SAN FRANCISCO (AP) — Trembling and with their tails between their legs, the dozens of dogs rescued from a South Korean meat farm were in rough shape both physical and mentally when they arrived in Northern California this week to start new lives.
Fifty-seven dogs and puppies were rescued from a dog meat farm by Humane Society International and Change for Animals Foundation in South Korea. The dogs range from beagles, poodles, and Korean Jindos to large Tosas who have spent their entire lives in small, filthy, crowded cages exposed on the farm, waiting to be killed — often electrocuted — for their meat that is often made into stew or used in dietary supplements overseas.
South Korea — the only known Asian country to have a farming industry that raises dogs solely for meat — is now the focus of an international effort by animal-rights groups to end the business.
"They've been starved of love their whole lives, living in fear and deprivation. As soon as we opened their cage doors and they realized we weren't going to harm them, they wagged their tails and licked our faces. I felt very privileged to give these dogs the first ever cuddle and kiss of their lives," Humane Society International Asian campaign manager Lola Webber said.

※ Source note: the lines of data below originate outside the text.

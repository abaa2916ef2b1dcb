use serde::{Deserialize, Serialize};
use serde_json::Value;
use std::io::{BufRead, Write};

use super::messages::{Request, Response, RpcError};

/// JSON-RPC 2.0 request envelope
#[derive(Debug, Serialize, Deserialize)]
pub struct RpcRequest {
    pub jsonrpc: String,
    #[serde(flatten)]
    pub request: Request,
    pub id: Value,
}

/// JSON-RPC 2.0 success response envelope
#[derive(Debug, Serialize, Deserialize)]
pub struct RpcResponse {
    pub jsonrpc: String,
    pub result: Response,
    pub id: Value,
}

/// JSON-RPC 2.0 error response envelope
#[derive(Debug, Serialize, Deserialize)]
pub struct RpcErrorResponse {
    pub jsonrpc: String,
    pub error: RpcError,
    pub id: Value,
}

impl RpcRequest {
    pub fn new(request: Request, id: impl Into<Value>) -> Self {
        Self {
            jsonrpc: "2.0".to_string(),
            request,
            id: id.into(),
        }
    }
}

impl RpcResponse {
    pub fn new(result: Response, id: Value) -> Self {
        Self {
            jsonrpc: "2.0".to_string(),
            result,
            id,
        }
    }
}

impl RpcErrorResponse {
    pub fn new(error: RpcError, id: Value) -> Self {
        Self {
            jsonrpc: "2.0".to_string(),
            error,
            id,
        }
    }
}

/// Write a JSON-RPC message as a single line (JSONL)
pub fn write_message<W: Write, T: Serialize>(writer: &mut W, msg: &T) -> std::io::Result<()> {
    let json = serde_json::to_string(msg)
        .map_err(|e| std::io::Error::new(std::io::ErrorKind::InvalidData, e))?;
    writeln!(writer, "{}", json)?;
    writer.flush()
}

/// Read a JSON-RPC request from a line
pub fn read_request<R: BufRead>(reader: &mut R) -> std::io::Result<Option<RpcRequest>> {
    let mut line = String::new();
    let n = reader.read_line(&mut line)?;
    if n == 0 {
        return Ok(None); // EOF
    }
    let req: RpcRequest = serde_json::from_str(&line)
        .map_err(|e| std::io::Error::new(std::io::ErrorKind::InvalidData, e))?;
    Ok(Some(req))
}

/// Read a JSON-RPC response (success or error) from a line
pub fn read_response<R: BufRead>(
    reader: &mut R,
) -> std::io::Result<Result<RpcResponse, RpcErrorResponse>> {
    let mut line = String::new();
    let n = reader.read_line(&mut line)?;
    if n == 0 {
        return Err(std::io::Error::new(
            std::io::ErrorKind::UnexpectedEof,
            "connection closed",
        ));
    }

    // Try to parse as success first
    if let Ok(resp) = serde_json::from_str::<RpcResponse>(&line) {
        return Ok(Ok(resp));
    }

    // Try error response
    if let Ok(err) = serde_json::from_str::<RpcErrorResponse>(&line) {
        return Ok(Err(err));
    }

    Err(std::io::Error::new(
        std::io::ErrorKind::InvalidData,
        "invalid JSON-RPC response",
    ))
}
//! Sign-in, registration and sign-out flows.

use std::sync::Arc;

use domains::validation::{SignInForm, SignUpForm};
use domains::{AuthProvider, Result, Session};
use tracing::{info, instrument};

use crate::session::SessionGate;

pub struct AccountService {
    provider: Arc<dyn AuthProvider>,
    gate: Arc<SessionGate>,
}

impl AccountService {
    pub fn new(provider: Arc<dyn AuthProvider>, gate: Arc<SessionGate>) -> Self {
        Self { provider, gate }
    }

    /// Activating the login screen always signs the current user out, so the
    /// screen is never shown over a stale session.
    pub async fn enter_login(&self) -> Result<()> {
        self.sign_out().await
    }

    /// Same forced sign-out as [`AccountService::enter_login`].
    pub async fn enter_registration(&self) -> Result<()> {
        self.sign_out().await
    }

    #[instrument(skip_all, fields(email = %form.email))]
    pub async fn sign_in(&self, form: SignInForm) -> Result<Session> {
        form.validate()?;
        let session = self.provider.sign_in(&form.email, &form.password).await?;
        self.gate.apply(Some(session.clone()));
        info!(uid = %session.uid, "signed in");
        Ok(session)
    }

    /// Creates the account, stores the display name on the profile and signs
    /// the new user in.
    #[instrument(skip_all, fields(email = %form.email))]
    pub async fn register(&self, form: SignUpForm) -> Result<Session> {
        form.validate()?;
        let created = self.provider.sign_up(&form.email, &form.password).await?;
        let session = self.provider.update_profile(&form.name).await?;
        self.gate.apply(Some(session.clone()));
        info!(uid = %created.uid, "account registered");
        Ok(session)
    }

    pub async fn sign_out(&self) -> Result<()> {
        self.provider.sign_out().await?;
        self.gate.apply(None);
        Ok(())
    }
}
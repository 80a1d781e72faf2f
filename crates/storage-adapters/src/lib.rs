//! # storage-adapters
//!
//! Record-store and blob-store implementations of the `domains` ports.
//!
//! | adapter | feature |
//! |---|---|
//! | [`MemoryListingStore`], [`MemoryBlobStore`] | always |
//! | `LocalBlobStore` | `media-local` |
//! | `SqliteListingStore` | `db-sqlite` |

pub mod memory;

#[cfg(feature = "media-local")]
pub mod local;

#[cfg(feature = "db-sqlite")]
pub mod sqlite;

pub use memory::{MemoryBlobStore, MemoryListingStore, StoredObject};

#[cfg(feature = "media-local")]
pub use local::LocalBlobStore;

#[cfg(feature = "db-sqlite")]
pub use sqlite::SqliteListingStore;
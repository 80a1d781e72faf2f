//! Form validation rules. These run before any network call.

use once_cell::sync::Lazy;
use regex::Regex;
use secrecy::{ExposeSecret, SecretString};

use crate::errors::ValidationErrors;
use crate::models::{ImageRef, ListingFields};

// ASCII digits only; `\d` would also accept other Unicode digits.
static WHATSAPP_RE: Lazy<Regex> =
    Lazy::new(|| Regex::new(r"^[0-9]{10,12}$").expect("whatsapp pattern compiles"));

static EMAIL_RE: Lazy<Regex> = Lazy::new(|| {
    Regex::new(r"^[^\s@]+@[^\s@]+\.[^\s@]+$").expect("email pattern compiles")
});

pub const MIN_PASSWORD_LEN: usize = 6;

fn required(errors: &mut ValidationErrors, field: &'static str, value: &str) {
    if value.is_empty() {
        errors.push(field, format!("{field} is required"));
    }
}

fn email(errors: &mut ValidationErrors, value: &str) {
    if value.is_empty() {
        errors.push("email", "email is required");
    } else if !EMAIL_RE.is_match(value) {
        errors.push("email", "enter a valid email address");
    }
}

/// Checks a WhatsApp contact number: 10 to 12 digits, nothing else.
pub fn is_valid_whatsapp(value: &str) -> bool {
    WHATSAPP_RE.is_match(value)
}

impl ListingFields {
    /// Reports every failing field at once, in form order.
    pub fn validate(&self) -> Result<(), ValidationErrors> {
        let mut errors = ValidationErrors::new();
        required(&mut errors, "name", &self.name);
        required(&mut errors, "model", &self.model);
        required(&mut errors, "year", &self.year);
        required(&mut errors, "km", &self.km);
        required(&mut errors, "price", &self.price);
        required(&mut errors, "city", &self.city);
        if self.whatsapp.is_empty() {
            errors.push("whatsapp", "whatsapp is required");
        } else if !is_valid_whatsapp(&self.whatsapp) {
            errors.push("whatsapp", "invalid phone number");
        }
        required(&mut errors, "description", &self.description);
        errors.into_result()
    }
}

/// A listing needs at least one image, all owned by the submitting user.
pub fn validate_images(images: &[ImageRef], owner_uid: &str) -> Result<(), ValidationErrors> {
    let mut errors = ValidationErrors::new();
    if images.is_empty() {
        errors.push("images", "upload at least one image of the vehicle");
    } else if images.iter().any(|img| img.owner_uid != owner_uid) {
        errors.push("images", "images must be uploaded by the listing owner");
    }
    errors.into_result()
}

/// Login form.
#[derive(Debug)]
pub struct SignInForm {
    pub email: String,
    pub password: SecretString,
}

impl SignInForm {
    pub fn new(email: impl Into<String>, password: impl Into<String>) -> Self {
        Self {
            email: email.into(),
            password: SecretString::from(password.into()),
        }
    }

    pub fn validate(&self) -> Result<(), ValidationErrors> {
        let mut errors = ValidationErrors::new();
        email(&mut errors, &self.email);
        if self.password.expose_secret().is_empty() {
            errors.push("password", "password is required");
        }
        errors.into_result()
    }
}

/// Registration form.
#[derive(Debug)]
pub struct SignUpForm {
    pub name: String,
    pub email: String,
    pub password: SecretString,
}

impl SignUpForm {
    pub fn new(
        name: impl Into<String>,
        email: impl Into<String>,
        password: impl Into<String>,
    ) -> Self {
        Self {
            name: name.into(),
            email: email.into(),
            password: SecretString::from(password.into()),
        }
    }

    pub fn validate(&self) -> Result<(), ValidationErrors> {
        let mut errors = ValidationErrors::new();
        required(&mut errors, "name", &self.name);
        email(&mut errors, &self.email);
        let password = self.password.expose_secret();
        if password.is_empty() {
            errors.push("password", "password is required");
        } else if password.chars().count() < MIN_PASSWORD_LEN {
            errors.push(
                "password",
                format!("password must have at least {MIN_PASSWORD_LEN} characters"),
            );
        }
        errors.into_result()
    }
}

The farmer involved had bred dogs for meat for 20 years and was facing criticism from family members for his participation in the trade that sees about 2 million dogs consumed in South Korea annually, said Adam Parascandola, the group's director of animal protection and crisis response.
"There's been some surveys conducted among dog meat farmers that showed that given some incentive to go into another line of work they would chose to do so.," Parascandola said.
In this case, the farmer with the 57 dogs was eager to close his farm and start a new life growing produce.
In a statement from Humane Society International, farmer Tae Hyung Lee says he believes "a lot of people want to get out of the dog-meat trade. "People don't like dog meat like in the past," he said.
In January, 23 dogs were rescued from a Seoul dog meat farmer, brought to Washington D.C., and adopted. That farmer also agreed to stop raising dogs for food and instead moved to grow blueberries. Another group of dogs could be rescued later this year, Parascandola said. His group will follow the farmers' progress to make sure they are complying.
After arriving in San Francisco earlier this week, dogs were examined and treated for any medical conditions. They will be available for adoption, possibly as early next week, at Society for the Prevention of Cruelty to Animals' facilities in San Francisco, Oakland and Sacramento and the Marin Humane Society.
"Welcoming these dogs who've endured so much falls right in to our mission of saving animals, whenever called upon," Marin Humane Society Chief Executive Officer Nancy McKenney said.
The dog lift from South Korean was a "win-win situation" because the attention on the rescue brings others, who may not normally visit a shelter, in as prospective adopters, Parascandola said.
Still, he acknowledged that the group has much more work to do.
"This is just the beginning. We have a long, hard campaign in front of us to end the dog-meat trade in South Korea."